DATA TO PROCESS =
// テクニック選択の統合テスト - 順位付けと入力順への非依存
use crate::fixtures::{scripted_evaluator, write_image, ScriptedEmbeddingProvider, ScriptedOcrEngine};
use ocr_experiment::services::FilterRegistry;
use tempfile::tempdir;

fn words(known: usize, marker: &str, markers: usize) -> Vec<(&'static str, f32)> {
    let marker: &'static str = match marker {
        "alpha" => "alpha",
        "beta" => "beta",
        _ => "gamma",
    };
    std::iter::repeat(("cat", 90.0))
        .take(known)
        .chain(std::iter::repeat((marker, 60.0)).take(markers))
        .collect()
}

/// 画像をそのまま返すテクニックA/B/C
fn identity_registry() -> FilterRegistry {
    let mut registry = FilterRegistry::new();
    for name in ["A", "B", "C"] {
        registry.register(name, |image| image.clone());
    }
    registry
}

fn to_strings(names: &[&str]) -> Vec<String> {
    names.iter().map(|n| n.to_string()).collect()
}

#[tokio::test]
async fn test_accuracy_tie_is_broken_by_similarity() {
    let temp_dir = tempdir().unwrap();
    let input = temp_dir.path().join("page.png");
    write_image(&input);

    // 一致率 A=0.9, B=0.5, C=0.9 / 類似度 A≈0.35, B≈0.35, C≈0.71
    let ocr = ScriptedOcrEngine::new()
        .reading("A", &words(9, "alpha", 1))
        .reading("B", &words(5, "beta", 5))
        .reading("C", &words(9, "gamma", 1));
    let embedding = ScriptedEmbeddingProvider::new()
        .marker("alpha", &[1.0, 0.0])
        .marker("beta", &[0.0, 1.0])
        .marker("gamma", &[1.0, 1.0]);
    let evaluator = scripted_evaluator(ocr, embedding, identity_registry(), "cat");

    let report = evaluator
        .evaluate(&input, &to_strings(&["A", "B", "C"]), &temp_dir.path().join("out"))
        .await;

    let order: Vec<_> = report.ranked.iter().map(|s| s.technique_name.as_str()).collect();
    assert_eq!(order, vec!["C", "A", "B"]);
    let best = report.best().unwrap();
    assert!((best.dictionary_accuracy - 0.9).abs() < 1e-9);
    assert!(best.output_artifact_ref.as_ref().unwrap().exists());
    // 敗者の中間画像は削除済み
    assert!(report.ranked[1..].iter().all(|s| s.output_artifact_ref.is_none()));
    assert!(!temp_dir.path().join("out").join("page-A.png").exists());
}

#[tokio::test]
async fn test_selection_is_independent_of_technique_order() {
    let temp_dir = tempdir().unwrap();
    let input = temp_dir.path().join("page.png");
    write_image(&input);

    let ocr = ScriptedOcrEngine::new()
        .reading_all(&[("cat", 80.0), ("dog", 70.0)])
        .reading("invert", &[("cat", 90.0), ("zzz", 10.0)])
        .reading("mirror", &[("tac", 95.0)]);
    let evaluator = scripted_evaluator(
        ocr,
        ScriptedEmbeddingProvider::new().marker("zzz", &[0.2, 1.0]),
        FilterRegistry::with_builtin_filters(&Default::default()),
        "cat\ndog",
    );

    let forward = to_strings(&["grayscale", "invert", "mirror", "histogram"]);
    let shuffled = to_strings(&["mirror", "histogram", "grayscale", "invert"]);
    let first = evaluator.evaluate(&input, &forward, &temp_dir.path().join("first")).await;
    let second = evaluator.evaluate(&input, &shuffled, &temp_dir.path().join("second")).await;

    let summary = |report: &ocr_experiment::core::EvaluationReport| {
        report
            .ranked
            .iter()
            .map(|s| (s.technique_name.clone(), s.dictionary_accuracy, s.mean_embedding_similarity))
            .collect::<Vec<_>>()
    };
    assert_eq!(summary(&first), summary(&second));
    assert_eq!(first.similarity, second.similarity);
    // grayscale と histogram は完全に同点なので名前順
    assert_eq!(first.best().unwrap().technique_name, "grayscale");
}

TASK BRIEF = Copy out the whole listing, word for word.

TASK OUTPUT =
// テクニック選択の統合テスト - 順位付けと入力順への非依存
use crate::fixtures::{scripted_evaluator, write_image, ScriptedEmbeddingProvider, ScriptedOcrEngine};
use ocr_experiment::services::FilterRegistry;
use tempfile::tempdir;

fn words(known: usize, marker: &str, markers: usize) -> Vec<(&'static str, f32)> {
    let marker: &'static str = match marker {
        "alpha" => "alpha",
        "beta" => "beta",
        _ => "gamma",
    };
    std::iter::repeat(("cat", 90.0))
        .take(known)
        .chain(std::iter::repeat((marker, 60.0)).take(markers))
        .collect()
}

/// 画像をそのまま返すテクニックA/B/C
fn identity_registry() -> FilterRegistry {
    let mut registry = FilterRegistry::new();
    for name in ["A", "B", "C"] {
        registry.register(name, |image| image.clone());
    }
    registry
}

fn to_strings(names: &[&str]) -> Vec<String> {
    names.iter().map(|n| n.to_string()).collect()
}

#[tokio::test]
async fn test_accuracy_tie_is_broken_by_similarity() {
    let temp_dir = tempdir().unwrap();
    let input = temp_dir.path().join("page.png");
    write_image(&input);

    // 一致率 A=0.9, B=0.5, C=0.9 / 類似度 A≈0.35, B≈0.35, C≈0.71
    let ocr = ScriptedOcrEngine::new()
        .reading("A", &words(9, "alpha", 1))
        .reading("B", &words(5, "beta", 5))
        .reading("C", &words(9, "gamma", 1));
    let embedding = ScriptedEmbeddingProvider::new()
        .marker("alpha", &[1.0, 0.0])
        .marker("beta", &[0.0, 1.0])
        .marker("gamma", &[1.0, 1.0]);
    let evaluator = scripted_evaluator(ocr, embedding, identity_registry(), "cat");

    let report = evaluator
        .evaluate(&input, &to_strings(&["A", "B", "C"]), &temp_dir.path().join("out"))
        .await;

    let order: Vec<_> = report.ranked.iter().map(|s| s.technique_name.as_str()).collect();
    assert_eq!(order, vec!["C", "A", "B"]);
    let best = report.best().unwrap();
    assert!((best.dictionary_accuracy - 0.9).abs() < 1e-9);
    assert!(best.output_artifact_ref.as_ref().unwrap().exists());
    // 敗者の中間画像は削除済み
    assert!(report.ranked[1..].iter().all(|s| s.output_artifact_ref.is_none()));
    assert!(!temp_dir.path().join("out").join("page-A.png").exists());
}

#[tokio::test]
async fn test_selection_is_independent_of_technique_order() {
    let temp_dir = tempdir().unwrap();
    let input = temp_dir.path().join("page.png");
    write_image(&input);

    let ocr = ScriptedOcrEngine::new()
        .reading_all(&[("cat", 80.0), ("dog", 70.0)])
        .reading("invert", &[("cat", 90.0), ("zzz", 10.0)])
        .reading("mirror", &[("tac", 95.0)]);
    let evaluator = scripted_evaluator(
        ocr,
        ScriptedEmbeddingProvider::new().marker("zzz", &[0.2, 1.0]),
        FilterRegistry::with_builtin_filters(&Default::default()),
        "cat\ndog",
    );

    let forward = to_strings(&["grayscale", "invert", "mirror", "histogram"]);
    let shuffled = to_strings(&["mirror", "histogram", "grayscale", "invert"]);
    let first = evaluator.evaluate(&input, &forward, &temp_dir.path().join("first")).await;
    let second = evaluator.evaluate(&input, &shuffled, &temp_dir.path().join("second")).await;

    let summary = |report: &ocr_experiment::core::EvaluationReport| {
        report
            .ranked
            .iter()
            .map(|s| (s.technique_name.clone(), s.dictionary_accuracy, s.mean_embedding_similarity))
            .collect::<Vec<_>>()
    };
    assert_eq!(summary(&first), summary(&second));
    assert_eq!(first.similarity, second.similarity);
    // grayscale と histogram は完全に同点なので名前順
    assert_eq!(first.best().unwrap().technique_name, "grayscale");
}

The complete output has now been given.